=== Begin Enclosure ===
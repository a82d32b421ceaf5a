//! kgmirror - local mirror of a knowledge-graph slice
//!
//! Copies the compound / taxon / reference slice of a remote SPARQL
//! knowledge graph into a local SQLite triple store so analytical queries can
//! run offline.
//!
//! # Architecture
//!
//! - [`remote::GraphClient`] - CONSTRUCT / SELECT against the remote endpoint
//! - [`store::LocalStore`] - transactional local triple store
//! - [`mirror::ChunkedFetcher`] - chunked, sequential remote fetching
//! - [`mirror::channel`] - bounded ingestion channel
//! - [`mirror::Writer`] - the single task that writes to the store
//! - [`mirror::Mirror`] - the phase state machine that drives a run
//!
//! # Example
//!
//! ```rust,ignore
//! use std::sync::Arc;
//! use kgmirror::{MirrorConfig, SparqlClient, Mirror};
//!
//! let config = MirrorConfig::load()?;
//! let client = Arc::new(SparqlClient::from_config(&config.endpoint)?);
//! let report = Mirror::new(client, config).run().await?;
//! ```

pub mod config;
pub mod error;
pub mod mirror;
pub mod parser;
pub mod remote;
pub mod store;
pub mod term;
pub mod vocab;

// Re-export term types
pub use term::{Bindings, BlankNode, Datatype, Iri, Literal, Term, TermKind, Triple, Variable};

// Re-export parser types
pub use parser::{parse_ntriples, ParseError};

// Re-export store types
pub use store::{IsolationLevel, LocalStore, StoreError, StoreStats};

// Re-export remote access
pub use remote::{Binding, GraphClient, SparqlClient};

// Re-export pipeline types
pub use mirror::{
    mirror, CancelFlag, ChunkedFetcher, Mirror, MirrorReport, Phase, Reporter, TracingReporter, Writer,
    WriterStats,
};

// Re-export configuration types
pub use config::{ConfigError, EndpointConfig, LogLevel, MirrorConfig, PipelineConfig, StoreConfig};

// Re-export error types
pub use error::{ErrorCode, FoundKind, MirrorError, MirrorResult, RemoteQueryError, UnexpectedBindingShape};

/// Crate version and build target
pub fn version_string() -> String {
    format!("{} ({})", env!("KGMIRROR_VERSION"), env!("KGMIRROR_TARGET"))
}
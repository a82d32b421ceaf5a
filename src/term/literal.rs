//! Literal value representation

use std::fmt;

/// Datatype IRI of plain string literals
pub const XSD_STRING: &str = "http://www.w3.org/2001/XMLSchema#string";

/// Datatype for a literal
#[derive(Clone, PartialEq, Eq, Hash, PartialOrd, Ord)]
pub enum Datatype {
    /// Plain literal (no datatype)
    Plain,
    /// Language-tagged literal
    Language(String),
    /// Typed literal with datatype IRI
    Typed(String),
}

/// An RDF literal value
#[derive(Clone, PartialEq, Eq, Hash, PartialOrd, Ord)]
pub struct Literal {
    value: String,
    datatype: Datatype,
}

impl Literal {
    /// Create a plain literal
    pub fn plain(value: String) -> Self {
        Literal {
            value,
            datatype: Datatype::Plain,
        }
    }

    /// Create a typed literal
    pub fn typed(value: String, datatype: String) -> Self {
        Literal {
            value,
            datatype: Datatype::Typed(datatype),
        }
    }

    /// Create a language-tagged literal
    pub fn with_language(value: String, lang: String) -> Self {
        Literal {
            value,
            datatype: Datatype::Language(lang.to_lowercase()),
        }
    }

    /// Get the lexical value
    pub fn value(&self) -> &str {
        &self.value
    }

    /// Get the datatype
    pub fn datatype(&self) -> &Datatype {
        &self.datatype
    }

    /// Get the language tag if present
    pub fn language(&self) -> Option<&str> {
        match &self.datatype {
            Datatype::Language(lang) => Some(lang),
            _ => None,
        }
    }
}

/// Escape a lexical form for N-Triples / SPARQL output
pub fn escape(s: &str) -> String {
    let mut out = String::with_capacity(s.len());
    for c in s.chars() {
        match c {
            '\\' => out.push_str("\\\\"),
            '"' => out.push_str("\\\""),
            '\n' => out.push_str("\\n"),
            '\r' => out.push_str("\\r"),
            '\t' => out.push_str("\\t"),
            _ => out.push(c),
        }
    }
    out
}

impl fmt::Debug for Literal {
    fn fmt(&self, f: &mut fmt::Formatter<'_>) -> fmt::Result {
        fmt::Display::fmt(self, f)
    }
}

impl fmt::Display for Literal {
    fn fmt(&self, f: &mut fmt::Formatter<'_>) -> fmt::Result {
        let value = escape(&self.value);
        match &self.datatype {
            Datatype::Plain => write!(f, "\"{}\"", value),
            Datatype::Language(lang) => write!(f, "\"{}\"@{}", value, lang),
            Datatype::Typed(dt) => write!(f, "\"{}\"^^<{}>", value, dt),
        }
    }
}

#[cfg(test)]
mod tests {
    use super::*;

    #[test]
    fn test_plain_literal() {
        let lit = Literal::plain("hello".into());
        assert_eq!(lit.value(), "hello");
        assert_eq!(format!("{}", lit), "\"hello\"");
    }

    #[test]
    fn test_typed_literal() {
        let lit = Literal::typed("42".into(), "http://www.w3.org/2001/XMLSchema#integer".into());
        assert!(matches!(lit.datatype(), Datatype::Typed(dt) if dt == "http://www.w3.org/2001/XMLSchema#integer"));
        assert_eq!(format!("{}", lit), "\"42\"^^<http://www.w3.org/2001/XMLSchema#integer>");
    }

    #[test]
    fn test_lang_literal_is_lowercased() {
        let lit = Literal::with_language("Quercus robur".into(), "EN".into());
        assert_eq!(lit.language(), Some("en"));
        assert_eq!(format!("{}", lit), "\"Quercus robur\"@en");
    }

    #[test]
    fn test_escape() {
        assert_eq!(escape("say \"hi\"\n"), "say \\\"hi\\\"\\n");
        assert_eq!(escape("a\\b\tc"), "a\\\\b\\tc");
    }
}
=== End Enclosure ===
**ACTION ITEM**:
Please copy out each line in the entries that mentions the string "MirrorConfig".

**ANSWER BOX**:
//! use kgmirror::{MirrorConfig, SparqlClient, Mirror};
//! let config = MirrorConfig::load()?;
pub use config::{ConfigError, EndpointConfig, LogLevel, MirrorConfig, PipelineConfig, StoreConfig};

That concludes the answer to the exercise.